At 10.32 am, London's benchmark Brent crude contracts for September delivery were up 7 cents at 77.74 usd per barrel.
Meanwhile, New York crude contracts for August delivery, which expire later today, were down 2 cents at 75.90 usd per barrel, having hit a fresh 11 month high of 76 usd in intraday trades yesterday.
Prices have approached record levels in recent weeks, with the August Brent contract striking 78.40 dollars on Monday, close to a historic high of 78.65 reached last August.
But the rally has not been driven by the such solid fundamentals as were seen when that record was reached, analysts say.
'Last year's run to the record included an expanded geopolitical risk premium, triggered by Israel's incursion into southern Lebanon to oppose Hezbollah,' said Tim Evans, an analyst at Citigroup.
'This year, while there are certainly some ongoing tensions regarding Iran and additional issues such as conditions in Iraq and militant operations versus oil producers in Nigeria, we can't honestly say a larger premium than a year ago is warranted,' he said.

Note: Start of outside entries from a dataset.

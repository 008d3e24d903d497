use std::io::Write;

use affinity_core::{AffinityProfile, Element, ElementSet, Policy, VanillaFormula};
use affinity_runtime::{ElementalDamageHook, Route, RuntimeError};

fn settings_file(content: &str) -> tempfile::NamedTempFile {
    let mut file = tempfile::NamedTempFile::new().unwrap();
    file.write_all(content.as_bytes()).unwrap();
    file
}

#[test]
fn hook_reads_policy_from_settings() {
    let file = settings_file("[elemental_affinities]\ntype = \"extra_mean\"\n");
    let hook = ElementalDamageHook::from_settings(file.path(), VanillaFormula).unwrap();

    let target = AffinityProfile::NEUTRAL
        .with_absorb(ElementSet::ICE)
        .with_weak(ElementSet::FIRE);
    let attack = ElementSet::from_elements(&[Element::Fire, Element::Ice]);

    let outcome = hook.calculate_detailed(&target, attack, 100);
    assert_eq!(outcome.route, Route::Resolved(Policy::ExtraMean));
    assert_eq!(outcome.damage, 150);
}

#[test]
fn disabled_settings_fall_back_to_original() {
    let file = settings_file("[elemental_affinities]\nenabled = false\ntype = \"unfavorable\"\n");
    let hook = ElementalDamageHook::from_settings(file.path(), VanillaFormula).unwrap();

    let target = AffinityProfile::NEUTRAL.with_weak(ElementSet::FIRE | ElementSet::ICE);
    let attack = ElementSet::FIRE | ElementSet::ICE;

    assert_eq!(hook.route(attack), Route::Original);
    assert_eq!(hook.calculate(&target, attack, 100), 225);
}

#[test]
fn unknown_policy_in_settings_is_fatal() {
    let file = settings_file("[elemental_affinities]\ntype = \"merciful\"\n");

    let err = ElementalDamageHook::from_settings(file.path(), VanillaFormula).unwrap_err();
    let RuntimeError::SettingsError(message) = err;
    assert!(message.contains("merciful"), "{message}");
}

#[test]
fn concurrent_hits_share_one_hook() {
    let hook = ElementalDamageHook::new(
        affinity_runtime::AffinityConfig::with_policy(Policy::Balanced),
        VanillaFormula,
    );
    let target = AffinityProfile::NEUTRAL
        .with_weak(ElementSet::FIRE)
        .with_resist(ElementSet::WATER);

    let results: Vec<i32> = std::thread::scope(|scope| {
        let handles: Vec<_> = [
            ElementSet::FIRE,
            ElementSet::WATER,
            ElementSet::FIRE | ElementSet::WATER,
            ElementSet::empty(),
        ]
        .into_iter()
        .map(|attack| {
            let hook = &hook;
            let target = &target;
            scope.spawn(move || hook.calculate(target, attack, 100))
        })
        .collect();

        handles.into_iter().map(|h| h.join().unwrap()).collect()
    });

    assert_eq!(results, vec![150, 50, 100, 100]);
}
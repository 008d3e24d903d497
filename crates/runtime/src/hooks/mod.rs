//! Damage-pipeline hooks.
//!
//! A hook replaces one step of the host's combat formula. The host keeps the
//! original step available, and the hook falls back to it whenever the
//! feature is disabled or the `default` policy is selected.
//!
//! # Routing
//!
//! ```text
//! disabled            → original formula
//! no elements carried → damage unchanged
//! policy = default    → original formula
//! otherwise           → affinity_core::resolve
//! ```

mod elemental;

pub use elemental::{DamageOutcome, ElementalDamageHook, Route};
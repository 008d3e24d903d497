//! Command implementations for xtask
//!
//! Each command is a separate module that implements its own CLI args and execution logic.

mod check_settings;
mod compare;
mod resolve;

pub use check_settings::CheckSettings;
pub use compare::Compare;
pub use resolve::Resolve;
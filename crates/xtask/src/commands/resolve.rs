//! Resolve one hit with the configured policy.

use anyhow::Result;
use clap::Parser;
use console::style;
use std::path::PathBuf;

use affinity_core::{AffinityConfig, Policy, VanillaFormula};
use affinity_runtime::{ElementalDamageHook, Route};

use crate::args::{HitArgs, OutputFormat, parse_policy};
use crate::utils;

/// Resolve one hit
#[derive(Parser, Debug)]
pub struct Resolve {
    #[command(flatten)]
    hit: HitArgs,

    /// Policy to use (overrides the settings file)
    #[arg(short, long, value_parser = parse_policy)]
    policy: Option<Policy>,

    /// TOML settings file (defaults to $AFFINITY_SETTINGS)
    #[arg(short, long, value_name = "FILE", conflicts_with = "policy")]
    settings: Option<PathBuf>,

    /// Output format
    #[arg(short, long, value_enum, default_value = "text")]
    format: OutputFormat,
}

impl Resolve {
    pub fn execute(self) -> Result<()> {
        let config = match self.policy {
            Some(policy) => AffinityConfig::with_policy(policy),
            None => utils::load_settings(self.settings)?,
        };

        let target = self.hit.target()?;
        let elements = self.hit.elements();
        let hook = ElementalDamageHook::new(config, VanillaFormula);
        let outcome = hook.calculate_detailed(&target, elements, self.hit.damage);

        match self.format {
            OutputFormat::Json => {
                let json = serde_json::json!({
                    "damage": self.hit.damage,
                    "elements": elements.to_string(),
                    "enabled": config.enabled,
                    "policy": config.policy.to_string(),
                    "route": route_label(outcome.route),
                    "result": outcome.damage,
                });
                println!("{}", serde_json::to_string_pretty(&json)?);
            }
            OutputFormat::Text => {
                println!(
                    "{} {} {} {}",
                    style(self.hit.damage).bold(),
                    style(elements).cyan(),
                    style("→").dim(),
                    style(outcome.damage).green().bold()
                );
                println!("  {} {}", style("route:").dim(), route_label(outcome.route));
            }
        }

        Ok(())
    }
}

pub(crate) fn route_label(route: Route) -> String {
    match route {
        Route::Original => "original formula".to_string(),
        Route::Unelemental => "no elements".to_string(),
        Route::Resolved(policy) => policy.to_string(),
    }
}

The oil complex in the US has been boosted by ongoing tightness in gasoline stocks, which are seasonally low and dipped a further 2.3 mln barrels this week, despite expectations for a rise.
Existing crude stockpiles in the US remain comfortable, however, at 351.2 mln barrels as of July 13, up 5.1 pct on a year ago.
The ongoing buoyancy of US crude stocks has led to scepticism in some quarters over the extent of the supply shortfall predicted by bodies such as the International Energy Agency.
'In our view, the oil market is highly overheated at present, irrespective of some news that has favoured prices. The actual shortage is being overestimated by market players,' said analysts at Commerzbank.
But while fundamentally analysts are sceptical the rally is justified, enough speculative buyers have weighed into the market in expectation of a rally to record highs to keep prices elevated, they say.
'It could take quite some time for (prices) to drop back to what would be a fundamentally justified level, as speculative interest has been rekindled,' Commerzbank said.
Meanwhile overall sentiment towards the oil complex is still erring on the bullish side. The IEA has said demand is set to rise strongly, while OPEC has steadfastly refused to raise its crude output in the face of rising oil prices.
OPEC oil exports in the four weeks to August 4 are seen falling 240,000 bpd from the previous month, according to press reports.
Kevin Norrish, an analyst at Barclays Capital, said while the price rally over the last few days was probably a bit overdone, it is difficult to see why prices shouldn't close strongly today.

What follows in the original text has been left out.